▶ **Work to be completed**:
The lines from the start of the records through the one containing "let combined = (&first" are to be restated word for word; please include both ends.

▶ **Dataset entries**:
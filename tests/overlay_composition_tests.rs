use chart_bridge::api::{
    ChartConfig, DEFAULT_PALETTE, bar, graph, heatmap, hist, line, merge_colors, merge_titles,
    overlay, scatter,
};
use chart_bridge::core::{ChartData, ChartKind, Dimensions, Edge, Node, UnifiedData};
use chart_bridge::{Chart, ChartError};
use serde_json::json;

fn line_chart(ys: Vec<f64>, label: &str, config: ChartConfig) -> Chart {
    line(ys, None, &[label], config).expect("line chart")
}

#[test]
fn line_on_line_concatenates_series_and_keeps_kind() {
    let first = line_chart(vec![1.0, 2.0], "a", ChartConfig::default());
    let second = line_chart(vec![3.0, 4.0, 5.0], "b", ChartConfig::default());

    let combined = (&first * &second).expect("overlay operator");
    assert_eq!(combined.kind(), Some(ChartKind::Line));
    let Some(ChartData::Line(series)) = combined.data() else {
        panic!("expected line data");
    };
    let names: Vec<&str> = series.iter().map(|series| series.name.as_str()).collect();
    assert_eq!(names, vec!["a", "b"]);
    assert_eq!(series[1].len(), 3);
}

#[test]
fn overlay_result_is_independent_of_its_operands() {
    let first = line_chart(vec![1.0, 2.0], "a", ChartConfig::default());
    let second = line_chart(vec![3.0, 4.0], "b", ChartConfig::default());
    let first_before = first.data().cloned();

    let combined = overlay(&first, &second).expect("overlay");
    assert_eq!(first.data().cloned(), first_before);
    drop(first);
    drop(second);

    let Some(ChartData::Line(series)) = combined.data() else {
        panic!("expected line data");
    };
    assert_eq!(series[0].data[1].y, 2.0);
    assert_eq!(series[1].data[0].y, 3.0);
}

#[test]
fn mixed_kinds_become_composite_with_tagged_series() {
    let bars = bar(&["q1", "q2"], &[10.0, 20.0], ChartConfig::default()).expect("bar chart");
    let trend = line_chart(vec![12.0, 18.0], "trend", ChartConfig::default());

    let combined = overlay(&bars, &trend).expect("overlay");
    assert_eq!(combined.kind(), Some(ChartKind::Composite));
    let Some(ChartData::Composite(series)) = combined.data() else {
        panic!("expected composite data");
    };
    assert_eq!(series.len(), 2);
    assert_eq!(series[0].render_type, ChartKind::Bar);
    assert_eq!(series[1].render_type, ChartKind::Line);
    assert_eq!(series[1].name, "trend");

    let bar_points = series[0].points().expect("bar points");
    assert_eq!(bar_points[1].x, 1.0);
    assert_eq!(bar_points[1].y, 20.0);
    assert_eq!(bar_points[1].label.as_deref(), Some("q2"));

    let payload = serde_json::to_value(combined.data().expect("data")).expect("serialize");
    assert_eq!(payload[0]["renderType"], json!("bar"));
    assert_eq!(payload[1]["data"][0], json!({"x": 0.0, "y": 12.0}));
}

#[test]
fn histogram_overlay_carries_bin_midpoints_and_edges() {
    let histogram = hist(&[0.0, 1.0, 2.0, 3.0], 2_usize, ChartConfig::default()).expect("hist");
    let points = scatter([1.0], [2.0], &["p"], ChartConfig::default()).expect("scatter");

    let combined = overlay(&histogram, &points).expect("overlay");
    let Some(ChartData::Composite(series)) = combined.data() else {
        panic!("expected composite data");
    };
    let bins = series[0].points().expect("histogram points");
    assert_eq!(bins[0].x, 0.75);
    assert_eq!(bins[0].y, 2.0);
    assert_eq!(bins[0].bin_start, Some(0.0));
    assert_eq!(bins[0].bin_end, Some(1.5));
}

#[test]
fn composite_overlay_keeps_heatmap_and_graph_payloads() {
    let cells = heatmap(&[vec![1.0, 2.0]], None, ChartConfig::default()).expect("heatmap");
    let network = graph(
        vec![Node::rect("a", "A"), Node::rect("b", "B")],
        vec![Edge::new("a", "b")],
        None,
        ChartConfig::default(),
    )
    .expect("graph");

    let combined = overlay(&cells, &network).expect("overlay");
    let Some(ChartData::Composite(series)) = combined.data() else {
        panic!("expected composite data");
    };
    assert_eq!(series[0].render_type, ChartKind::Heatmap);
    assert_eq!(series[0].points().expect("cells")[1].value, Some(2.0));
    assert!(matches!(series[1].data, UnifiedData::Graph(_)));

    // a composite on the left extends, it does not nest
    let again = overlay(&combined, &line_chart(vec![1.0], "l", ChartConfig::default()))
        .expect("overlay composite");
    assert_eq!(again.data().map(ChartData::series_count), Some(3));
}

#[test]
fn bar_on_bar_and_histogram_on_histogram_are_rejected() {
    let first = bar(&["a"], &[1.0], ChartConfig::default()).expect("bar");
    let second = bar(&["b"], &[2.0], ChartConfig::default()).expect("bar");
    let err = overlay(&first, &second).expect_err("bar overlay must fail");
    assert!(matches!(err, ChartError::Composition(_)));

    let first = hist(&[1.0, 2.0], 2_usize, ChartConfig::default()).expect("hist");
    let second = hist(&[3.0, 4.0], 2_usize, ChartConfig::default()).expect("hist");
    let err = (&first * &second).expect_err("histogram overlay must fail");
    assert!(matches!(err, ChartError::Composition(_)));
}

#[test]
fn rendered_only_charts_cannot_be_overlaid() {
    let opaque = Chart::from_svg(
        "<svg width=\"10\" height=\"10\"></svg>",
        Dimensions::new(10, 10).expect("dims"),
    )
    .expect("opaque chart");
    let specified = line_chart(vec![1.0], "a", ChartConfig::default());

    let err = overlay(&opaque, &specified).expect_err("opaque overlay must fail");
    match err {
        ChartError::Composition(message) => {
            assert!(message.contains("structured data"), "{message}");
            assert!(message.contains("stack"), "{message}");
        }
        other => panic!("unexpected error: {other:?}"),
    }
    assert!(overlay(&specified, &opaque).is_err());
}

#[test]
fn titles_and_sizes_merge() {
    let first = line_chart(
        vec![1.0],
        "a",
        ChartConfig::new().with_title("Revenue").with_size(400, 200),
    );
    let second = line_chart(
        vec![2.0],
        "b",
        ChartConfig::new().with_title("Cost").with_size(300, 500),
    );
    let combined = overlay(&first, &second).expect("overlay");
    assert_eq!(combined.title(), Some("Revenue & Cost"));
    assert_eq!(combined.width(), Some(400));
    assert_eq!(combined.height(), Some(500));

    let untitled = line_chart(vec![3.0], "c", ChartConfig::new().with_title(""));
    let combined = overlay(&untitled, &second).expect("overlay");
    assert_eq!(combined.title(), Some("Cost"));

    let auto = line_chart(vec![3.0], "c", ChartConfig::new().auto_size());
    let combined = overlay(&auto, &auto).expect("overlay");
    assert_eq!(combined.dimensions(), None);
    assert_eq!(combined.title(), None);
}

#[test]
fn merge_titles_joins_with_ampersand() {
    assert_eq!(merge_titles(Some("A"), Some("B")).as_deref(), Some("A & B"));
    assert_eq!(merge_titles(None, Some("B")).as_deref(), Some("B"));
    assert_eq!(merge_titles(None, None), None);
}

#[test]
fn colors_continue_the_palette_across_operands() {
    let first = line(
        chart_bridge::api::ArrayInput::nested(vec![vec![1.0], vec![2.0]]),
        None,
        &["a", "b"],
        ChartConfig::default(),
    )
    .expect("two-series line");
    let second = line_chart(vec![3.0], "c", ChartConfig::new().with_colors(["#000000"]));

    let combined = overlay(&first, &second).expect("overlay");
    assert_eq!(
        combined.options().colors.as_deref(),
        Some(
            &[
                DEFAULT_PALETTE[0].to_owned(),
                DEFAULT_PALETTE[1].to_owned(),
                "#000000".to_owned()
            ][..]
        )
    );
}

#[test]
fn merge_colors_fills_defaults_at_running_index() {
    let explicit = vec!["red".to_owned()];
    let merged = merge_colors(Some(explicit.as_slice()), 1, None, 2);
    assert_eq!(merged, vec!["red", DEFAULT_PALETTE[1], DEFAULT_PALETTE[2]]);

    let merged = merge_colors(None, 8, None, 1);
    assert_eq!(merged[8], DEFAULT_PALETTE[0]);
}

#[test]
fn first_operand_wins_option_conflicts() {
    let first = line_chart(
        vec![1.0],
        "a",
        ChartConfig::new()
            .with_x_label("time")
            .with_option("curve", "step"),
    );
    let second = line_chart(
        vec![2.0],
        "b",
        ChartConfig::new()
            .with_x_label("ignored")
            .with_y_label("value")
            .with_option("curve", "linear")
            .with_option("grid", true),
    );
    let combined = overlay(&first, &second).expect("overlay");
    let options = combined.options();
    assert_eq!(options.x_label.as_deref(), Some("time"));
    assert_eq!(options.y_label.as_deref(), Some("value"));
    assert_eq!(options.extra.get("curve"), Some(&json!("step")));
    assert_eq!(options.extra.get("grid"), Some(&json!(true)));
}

▶ **Task output**:
filename tests/overlay_composition_tests.rs
use chart_bridge::api::{
    ChartConfig, DEFAULT_PALETTE, bar, graph, heatmap, hist, line, merge_colors, merge_titles,
    overlay, scatter,
};
use chart_bridge::core::{ChartData, ChartKind, Dimensions, Edge, Node, UnifiedData};
use chart_bridge::{Chart, ChartError};
use serde_json::json;

fn line_chart(ys: Vec<f64>, label: &str, config: ChartConfig) -> Chart {
    line(ys, None, &[label], config).expect("line chart")
}

#[test]
fn line_on_line_concatenates_series_and_keeps_kind() {
    let first = line_chart(vec![1.0, 2.0], "a", ChartConfig::default());
    let second = line_chart(vec![3.0, 4.0, 5.0], "b", ChartConfig::default());

    let combined = (&first * &second).expect("overlay operator");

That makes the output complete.